> [Try it]:
Restate the following entries exactly, including every line.
(Given records begins)
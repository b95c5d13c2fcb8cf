use std::fs;
use std::path::{Path, PathBuf};
use thiserror::Error;

use crate::config::types::Config;

/// Errors that can occur when loading configuration.
#[derive(Debug, Error)]
pub enum ConfigError {
    #[error("Failed to read config file '{path}': {source}")]
    ReadError {
        path: PathBuf,
        #[source]
        source: std::io::Error,
    },

    #[error("Failed to parse config file '{path}': {source}")]
    ParseError {
        path: PathBuf,
        #[source]
        source: toml::de::Error,
    },

    #[error("Config validation failed: {message}")]
    ValidationError { message: String },
}

impl Config {
    /// Returns the path to the configuration file.
    ///
    /// Uses `~/.config/shoplist/config.toml` on Unix/macOS,
    /// or equivalent on other platforms via `dirs::config_dir()`.
    /// Falls back to current directory if config_dir is unavailable.
    pub fn config_path() -> PathBuf {
        let config_dir = dirs::config_dir().unwrap_or_else(|| PathBuf::from("."));
        config_dir.join("shoplist").join("config.toml")
    }

    /// Loads configuration from the default config file.
    pub fn load() -> Result<Self, ConfigError> {
        Self::load_from(&Self::config_path())
    }

    /// Loads configuration from `path`.
    ///
    /// - If the file doesn't exist, returns `Config::default()`.
    /// - If the file exists, parses it as TOML and validates.
    pub fn load_from(path: &Path) -> Result<Self, ConfigError> {
        if !path.exists() {
            tracing::debug!(path = %path.display(), "No config file, using defaults");
            return Ok(Config::default());
        }

        let content = fs::read_to_string(path).map_err(|e| ConfigError::ReadError {
            path: path.to_path_buf(),
            source: e,
        })?;

        let config: Config = toml::from_str(&content).map_err(|e| ConfigError::ParseError {
            path: path.to_path_buf(),
            source: e,
        })?;

        config.validate()?;
        tracing::info!(path = %path.display(), "Config loaded");
        Ok(config)
    }

    /// Validates the configuration.
    ///
    /// Checks:
    /// - The header title is not blank
    /// - The tick rate is non-zero
    pub fn validate(&self) -> Result<(), ConfigError> {
        if self.ui.title.trim().is_empty() {
            return Err(ConfigError::ValidationError {
                message: "ui.title must not be empty".to_string(),
            });
        }

        if self.ui.tick_rate_ms == 0 {
            return Err(ConfigError::ValidationError {
                message: "ui.tick_rate_ms must be greater than 0".to_string(),
            });
        }

        Ok(())
    }
}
(Given records ends)
> [Answer to this problem]:
repository b95c5d13c2fcb8cf
use std::fs;
use std::path::{Path, PathBuf};
use thiserror::Error;

use crate::config::types::Config;

/// Errors that can occur when loading configuration.
#[derive(Debug, Error)]
pub enum ConfigError {
    #[error("Failed to read config file '{path}': {source}")]
    ReadError {
        path: PathBuf,
        #[source]
        source: std::io::Error,
    },

    #[error("Failed to parse config file '{path}': {source}")]
    ParseError {
        path: PathBuf,
        #[source]
        source: toml::de::Error,
    },

    #[error("Config validation failed: {message}")]
    ValidationError { message: String },
}

impl Config {
    /// Returns the path to the configuration file.
    ///
    /// Uses `~/.config/shoplist/config.toml` on Unix/macOS,
    /// or equivalent on other platforms via `dirs::config_dir()`.
    /// Falls back to current directory if config_dir is unavailable.
    pub fn config_path() -> PathBuf {
        let config_dir = dirs::config_dir().unwrap_or_else(|| PathBuf::from("."));
        config_dir.join("shoplist").join("config.toml")
    }

    /// Loads configuration from the default config file.
    pub fn load() -> Result<Self, ConfigError> {
        Self::load_from(&Self::config_path())
    }

    /// Loads configuration from `path`.
    ///
    /// - If the file doesn't exist, returns `Config::default()`.
    /// - If the file exists, parses it as TOML and validates.
    pub fn load_from(path: &Path) -> Result<Self, ConfigError> {
        if !path.exists() {
            tracing::debug!(path = %path.display(), "No config file, using defaults");
            return Ok(Config::default());
        }

        let content = fs::read_to_string(path).map_err(|e| ConfigError::ReadError {
            path: path.to_path_buf(),
            source: e,
        })?;

        let config: Config = toml::from_str(&content).map_err(|e| ConfigError::ParseError {
            path: path.to_path_buf(),
            source: e,
        })?;

        config.validate()?;
        tracing::info!(path = %path.display(), "Config loaded");
        Ok(config)
    }

    /// Validates the configuration.
    ///
    /// Checks:
    /// - The header title is not blank
    /// - The tick rate is non-zero
    pub fn validate(&self) -> Result<(), ConfigError> {
        if self.ui.title.trim().is_empty() {
            return Err(ConfigError::ValidationError {
                message: "ui.title must not be empty".to_string(),
            });
        }

        if self.ui.tick_rate_ms == 0 {
            return Err(ConfigError::ValidationError {
                message: "ui.tick_rate_ms must be greater than 0".to_string(),
            });
        }

        Ok(())
    }
}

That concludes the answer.